[Saved data entries]
※ ※ ※

/// Counters describing a shard's activity.
#[derive(Debug, Default)]
pub struct ShardStats {
    executed: AtomicU64,
    transfers_completed: AtomicU64,
    transfers_dropped: AtomicU64,
    moves_rejected: AtomicU64,
    panics: AtomicU64,
}

impl ShardStats {
    /// Operations taken off the queue and run.
    pub fn executed(&self) -> u64 {
        self.executed.load(Ordering::SeqCst)
    }

    /// Entities successfully inserted into one of the shard's chunks.
    pub fn transfers_completed(&self) -> u64 {
        self.transfers_completed.load(Ordering::Relaxed)
    }

    /// Entities discarded because their destination was unavailable.
    pub fn transfers_dropped(&self) -> u64 {
        self.transfers_dropped.load(Ordering::Relaxed)
    }

    /// Entity moves this shard refused as destination. The entity goes back
    /// to the chunk it came from.
    pub fn moves_rejected(&self) -> u64 {
        self.moves_rejected.load(Ordering::Relaxed)
    }

    /// Operations that panicked.
    pub fn panics(&self) -> u64 {
        self.panics.load(Ordering::Relaxed)
    }

    pub(crate) fn record_dropped_transfer(&self) {
        self.transfers_dropped.fetch_add(1, Ordering::Relaxed);
    }

    pub(crate) fn record_rejected_move(&self) {
        self.moves_rejected.fetch_add(1, Ordering::Relaxed);
    }

    /// A point-in-time copy of all counters.
    pub fn snapshot(&self) -> ShardStatsSnapshot {
        ShardStatsSnapshot {
            executed: self.executed(),
            transfers_completed: self.transfers_completed(),
            transfers_dropped: self.transfers_dropped(),
            moves_rejected: self.moves_rejected(),
            panics: self.panics(),
        }
    }
}

/// Plain copy of [`ShardStats`], summable across shards.
#[derive(Clone, Copy, Debug, Default, PartialEq, Eq)]
pub struct ShardStatsSnapshot {
    /// See [`ShardStats::executed`].
    pub executed: u64,
    /// See [`ShardStats::transfers_completed`].
    pub transfers_completed: u64,
    /// See [`ShardStats::transfers_dropped`].
    pub transfers_dropped: u64,
    /// See [`ShardStats::moves_rejected`].
    pub moves_rejected: u64,
    /// See [`ShardStats::panics`].
    pub panics: u64,
}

※ ※ ※

Search the records above for the word "Operations", then say how many lines contain it. Give the number alone.

**Problem solution:**
2